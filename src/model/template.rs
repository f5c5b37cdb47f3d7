use std::collections::BTreeMap;
use std::path::Path;
use std::sync::Arc;

use anyhow::{Context, Result};
use image::RgbaImage;

use crate::error::ValidationError;
use crate::model::Rect;

/// A named reference image used by the recognition engine.
///
/// Invariants: the pixel buffer is never empty, the threshold lies in `[0, 1]`,
/// the name is not blank. Every successful change bumps `version`.
#[derive(Debug, Clone)]
pub struct ImageTemplate {
    name: String,
    pixels: Arc<RgbaImage>,
    region: Option<Rect>,
    threshold: f64,
    active: bool,
    version: u64,
}

impl ImageTemplate {
    pub fn new(
        name: impl Into<String>,
        pixels: RgbaImage,
        region: Option<Rect>,
        threshold: f64,
    ) -> Result<Self, ValidationError> {
        let name = name.into();
        if name.trim().is_empty() {
            return Err(ValidationError::BlankName("template name"));
        }
        check_pixels(&pixels)?;
        check_threshold(threshold)?;
        Ok(Self {
            name,
            pixels: Arc::new(pixels),
            region,
            threshold,
            active: true,
            version: 1,
        })
    }

    /// Load a template from an image file; the file stem becomes the name.
    pub fn from_file(path: impl AsRef<Path>, threshold: f64) -> Result<Self> {
        let path = path.as_ref();
        let name = path
            .file_stem()
            .map(|s| s.to_string_lossy().into_owned())
            .unwrap_or_default();
        let pixels = image::open(path)
            .with_context(|| format!("Failed to open template image {}", path.display()))?
            .to_rgba8();
        Self::new(name, pixels, None, threshold)
            .with_context(|| format!("Invalid template {}", path.display()))
    }

    pub fn name(&self) -> &str {
        &self.name
    }

    pub fn pixels(&self) -> &RgbaImage {
        &self.pixels
    }

    pub fn width(&self) -> u32 {
        self.pixels.width()
    }

    pub fn height(&self) -> u32 {
        self.pixels.height()
    }

    /// Search rectangle in logical screen coordinates; `None` searches everywhere.
    pub fn region(&self) -> Option<Rect> {
        self.region
    }

    pub fn threshold(&self) -> f64 {
        self.threshold
    }

    pub fn is_active(&self) -> bool {
        self.active
    }

    pub fn version(&self) -> u64 {
        self.version
    }

    pub fn set_threshold(&mut self, threshold: f64) -> Result<(), ValidationError> {
        check_threshold(threshold)?;
        self.threshold = threshold;
        self.version += 1;
        Ok(())
    }

    pub fn set_region(&mut self, region: Option<Rect>) {
        self.region = region;
        self.version += 1;
    }

    pub fn set_active(&mut self, active: bool) {
        self.active = active;
        self.version += 1;
    }

    pub fn replace_pixels(&mut self, pixels: RgbaImage) -> Result<(), ValidationError> {
        check_pixels(&pixels)?;
        self.pixels = Arc::new(pixels);
        self.version += 1;
        Ok(())
    }
}

fn check_pixels(pixels: &RgbaImage) -> Result<(), ValidationError> {
    if pixels.width() == 0 || pixels.height() == 0 {
        return Err(ValidationError::EmptyPixels);
    }
    Ok(())
}

fn check_threshold(threshold: f64) -> Result<(), ValidationError> {
    if !(0.0..=1.0).contains(&threshold) {
        return Err(ValidationError::ThresholdOutOfRange(threshold));
    }
    Ok(())
}

/// Read-only set of templates available to one execution, keyed by name.
#[derive(Debug, Clone, Default)]
pub struct TemplateLibrary {
    templates: BTreeMap<String, ImageTemplate>,
}

impl TemplateLibrary {
    pub fn new() -> Self {
        Self::default()
    }

    /// Insert or replace a template, returning the previous one with that name.
    pub fn insert(&mut self, template: ImageTemplate) -> Option<ImageTemplate> {
        self.templates.insert(template.name().to_string(), template)
    }

    #[must_use]
    pub fn with(mut self, template: ImageTemplate) -> Self {
        self.insert(template);
        self
    }

    pub fn get(&self, name: &str) -> Option<&ImageTemplate> {
        self.templates.get(name)
    }

    pub fn len(&self) -> usize {
        self.templates.len()
    }

    pub fn is_empty(&self) -> bool {
        self.templates.is_empty()
    }

    pub fn names(&self) -> impl Iterator<Item = &str> {
        self.templates.keys().map(String::as_str)
    }

    /// Load every `png`/`jpg`/`bmp` file in `dir` as a template.
    pub fn load_dir(dir: impl AsRef<Path>, threshold: f64) -> Result<Self> {
        let dir = dir.as_ref();
        let mut library = Self::new();
        let entries = std::fs::read_dir(dir)
            .with_context(|| format!("Failed to read template directory {}", dir.display()))?;
        for entry in entries {
            let path = entry?.path();
            let is_image = path
                .extension()
                .and_then(|e| e.to_str())
                .is_some_and(|e| matches!(e.to_lowercase().as_str(), "png" | "jpg" | "jpeg" | "bmp"));
            if is_image {
                library.insert(ImageTemplate::from_file(&path, threshold)?);
            }
        }
        Ok(library)
    }
}
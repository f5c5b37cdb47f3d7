use std::fmt;

use serde::{Deserialize, Serialize};
use uuid::Uuid;

use crate::error::ValidationError;
use crate::model::{ActionSequence, Key, MouseButton, Rect};

/// Upper bound for `Loop::count`.
pub const MAX_LOOP_COUNT: u32 = 10_000;

/// Stable identity of an action inside and across sequences.
#[derive(Debug, Copy, Clone, Serialize, Deserialize, PartialEq, Eq, Hash, PartialOrd, Ord)]
#[serde(transparent)]
pub struct ActionId(Uuid);

impl ActionId {
    pub fn new() -> Self {
        Self(Uuid::new_v4())
    }
}

impl Default for ActionId {
    fn default() -> Self {
        Self::new()
    }
}

impl fmt::Display for ActionId {
    fn fmt(&self, f: &mut fmt::Formatter<'_>) -> fmt::Result {
        self.0.fmt(f)
    }
}

/// What an action does.
///
/// Mouse coordinates are absolute logical screen coordinates. Only mouse kinds
/// carry them, so a keyboard action can never hold stray mouse fields.
#[derive(Debug, Clone, Serialize, Deserialize, PartialEq)]
#[serde(tag = "type", rename_all = "snake_case")]
pub enum ActionKind {
    KeyDown { key: Key },
    KeyUp { key: Key },
    MouseMove { x: i32, y: i32 },
    MouseDown { button: MouseButton, x: i32, y: i32 },
    MouseUp { button: MouseButton, x: i32, y: i32 },
    MouseWheel {
        #[serde(default)]
        delta_x: i32,
        #[serde(default)]
        delta_y: i32,
    },
    /// Pure wait; the time is carried by the action's `delay_ms`.
    Delay,

    /// Look for a template on screen. With `timeout_ms` it polls until the template
    /// appears; otherwise it takes a single shot.
    FindImage {
        template: String,
        #[serde(default)]
        region: Option<Rect>,
        #[serde(default)]
        timeout_ms: Option<u64>,
        /// Click this button at the match centre once found.
        #[serde(default)]
        click: Option<MouseButton>,
        /// Variable prefix receiving `.found`, `.x`, `.y` and `.confidence`.
        #[serde(default)]
        store_as: Option<String>,
        /// A miss fails the action when set; otherwise it only records `.found = false`.
        #[serde(default = "default_true")]
        required: bool,
    },

    /// Run `body` up to `count` times, stopping early once `until` holds.
    Loop {
        body: ActionSequence,
        count: u32,
        #[serde(default)]
        until: Option<Condition>,
    },

    Conditional {
        condition: Condition,
        then: ActionSequence,
        #[serde(default)]
        otherwise: ActionSequence,
    },

    /// Set a variable; `value` is interpolated first.
    SetVariable { name: String, value: String },
}

fn default_true() -> bool {
    true
}

impl ActionKind {
    pub fn is_keyboard(&self) -> bool {
        matches!(self, Self::KeyDown { .. } | Self::KeyUp { .. })
    }

    pub fn is_mouse(&self) -> bool {
        matches!(
            self,
            Self::MouseMove { .. }
                | Self::MouseDown { .. }
                | Self::MouseUp { .. }
                | Self::MouseWheel { .. }
        )
    }

    fn describe(&self) -> String {
        match self {
            Self::KeyDown { key } => format!("press {key}"),
            Self::KeyUp { key } => format!("release {key}"),
            Self::MouseMove { x, y } => format!("move to ({x}, {y})"),
            Self::MouseDown { button, x, y } => format!("{button:?} down at ({x}, {y})"),
            Self::MouseUp { button, x, y } => format!("{button:?} up at ({x}, {y})"),
            Self::MouseWheel { delta_x, delta_y } => format!("scroll ({delta_x}, {delta_y})"),
            Self::Delay => "wait".to_string(),
            Self::FindImage { template, .. } => format!("find '{template}'"),
            Self::Loop { count, .. } => format!("repeat x{count}"),
            Self::Conditional { .. } => "if".to_string(),
            Self::SetVariable { name, .. } => format!("set {name}"),
        }
    }
}

/// Predicate used by guards, conditionals and loop exits.
#[derive(Debug, Clone, Serialize, Deserialize, PartialEq)]
#[serde(tag = "type", rename_all = "snake_case")]
pub enum Condition {
    /// True when the template currently matches on screen.
    ImageVisible {
        template: String,
        #[serde(default)]
        region: Option<Rect>,
    },
    /// String equality after interpolating `value`.
    VariableEquals { name: String, value: String },
    Not { condition: Box<Condition> },
}

impl Condition {
    pub fn not(self) -> Self {
        Condition::Not {
            condition: Box::new(self),
        }
    }

    fn validate(&self) -> Result<(), ValidationError> {
        match self {
            Condition::ImageVisible { template, .. } if template.trim().is_empty() => {
                Err(ValidationError::BlankName("template name"))
            }
            Condition::ImageVisible { region, .. } => check_region(region.as_ref()),
            Condition::VariableEquals { name, .. } if name.trim().is_empty() => {
                Err(ValidationError::BlankName("variable name"))
            }
            Condition::Not { condition } => condition.validate(),
            _ => Ok(()),
        }
    }
}

fn check_region(region: Option<&Rect>) -> Result<(), ValidationError> {
    match region {
        Some(r) if !r.is_valid_region() => Err(ValidationError::InvalidRegion(*r)),
        _ => Ok(()),
    }
}

/// A single captured or scripted operation.
///
/// `delay_ms` is the wait before this action, measured from the previous action
/// of the same sequence (the first action measures from the sequence start).
#[derive(Debug, Clone, Serialize, Deserialize, PartialEq)]
pub struct GameAction {
    #[serde(default)]
    id: ActionId,
    kind: ActionKind,
    #[serde(default)]
    delay_ms: u64,
    #[serde(default)]
    label: String,
    #[serde(default, skip_serializing_if = "Option::is_none")]
    guard: Option<Condition>,
}

impl GameAction {
    pub fn new(kind: ActionKind, delay_ms: u64) -> Self {
        let label = kind.describe();
        Self {
            id: ActionId::new(),
            kind,
            delay_ms,
            label,
            guard: None,
        }
    }

    pub fn key_down(key: Key, delay_ms: u64) -> Self {
        Self::new(ActionKind::KeyDown { key }, delay_ms)
    }

    pub fn key_up(key: Key, delay_ms: u64) -> Self {
        Self::new(ActionKind::KeyUp { key }, delay_ms)
    }

    pub fn mouse_move(x: i32, y: i32, delay_ms: u64) -> Self {
        Self::new(ActionKind::MouseMove { x, y }, delay_ms)
    }

    pub fn mouse_down(button: MouseButton, x: i32, y: i32, delay_ms: u64) -> Self {
        Self::new(ActionKind::MouseDown { button, x, y }, delay_ms)
    }

    pub fn mouse_up(button: MouseButton, x: i32, y: i32, delay_ms: u64) -> Self {
        Self::new(ActionKind::MouseUp { button, x, y }, delay_ms)
    }

    pub fn delay(delay_ms: u64) -> Self {
        Self::new(ActionKind::Delay, delay_ms)
    }

    pub fn id(&self) -> ActionId {
        self.id
    }

    pub fn kind(&self) -> &ActionKind {
        &self.kind
    }

    pub fn delay_ms(&self) -> u64 {
        self.delay_ms
    }

    pub fn label(&self) -> &str {
        &self.label
    }

    pub fn guard(&self) -> Option<&Condition> {
        self.guard.as_ref()
    }

    /// Same action (same id) with a different delay.
    #[must_use]
    pub fn with_delay(&self, delay_ms: u64) -> Self {
        Self {
            delay_ms,
            ..self.clone()
        }
    }

    #[must_use]
    pub fn with_label(&self, label: impl Into<String>) -> Self {
        Self {
            label: label.into(),
            ..self.clone()
        }
    }

    #[must_use]
    pub fn with_guard(&self, guard: Condition) -> Self {
        Self {
            guard: Some(guard),
            ..self.clone()
        }
    }

    /// A copy with a fresh identity, e.g. when duplicating an action in an editor.
    #[must_use]
    pub fn duplicate(&self) -> Self {
        Self {
            id: ActionId::new(),
            ..self.clone()
        }
    }

    /// Check nested content: names are non-blank, loop counts are bounded and the
    /// nesting stays within `max_depth`.
    pub fn validate(&self, depth: usize, max_depth: usize) -> Result<(), ValidationError> {
        if depth > max_depth {
            return Err(ValidationError::NestingTooDeep(max_depth));
        }
        if let Some(guard) = &self.guard {
            guard.validate()?;
        }
        match &self.kind {
            ActionKind::FindImage { template, .. } if template.trim().is_empty() => {
                Err(ValidationError::BlankName("template name"))
            }
            ActionKind::FindImage { region, .. } => check_region(region.as_ref()),
            ActionKind::SetVariable { name, .. } if name.trim().is_empty() => {
                Err(ValidationError::BlankName("variable name"))
            }
            ActionKind::Loop { body, count, until } => {
                if *count == 0 || *count > MAX_LOOP_COUNT {
                    return Err(ValidationError::InvalidLoopCount(*count));
                }
                if let Some(until) = until {
                    until.validate()?;
                }
                body.validate_nested(depth + 1, max_depth)
            }
            ActionKind::Conditional {
                condition,
                then,
                otherwise,
            } => {
                condition.validate()?;
                then.validate_nested(depth + 1, max_depth)?;
                otherwise.validate_nested(depth + 1, max_depth)
            }
            _ => Ok(()),
        }
    }
}
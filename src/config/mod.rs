//! Configuration module for autoreplay.
//!
//! This module wires together the data models and loading/validation helpers used
//! throughout the crate, plus the JSON persistence of scripts.
//!
//! Example:
//! use autoreplay::config::{Config, load_from_path};
//!
//! let cfg = load_from_path("config/default.json")?;

pub mod loader;
pub mod models;

// Re-export core data models
pub use models::{CaptureConfig, Config, ParametersMap, PlaybackConfig, RecognitionConfig};

// Re-export loader utilities
pub use loader::{
    generate_schema, load_from_path, load_from_path_async, load_from_reader, load_from_str,
    load_script_from_path, load_script_from_str, save_script_to_path, validate_config,
    write_schema_to_writer,
};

◆ ◆ ◆

### [Exercise description]
A complete answer gives every line of the data that includes "VariableEquals".

### [Completed exercise]
    VariableEquals { name: String, value: String },
            Condition::VariableEquals { name, .. } if name.trim().is_empty() => {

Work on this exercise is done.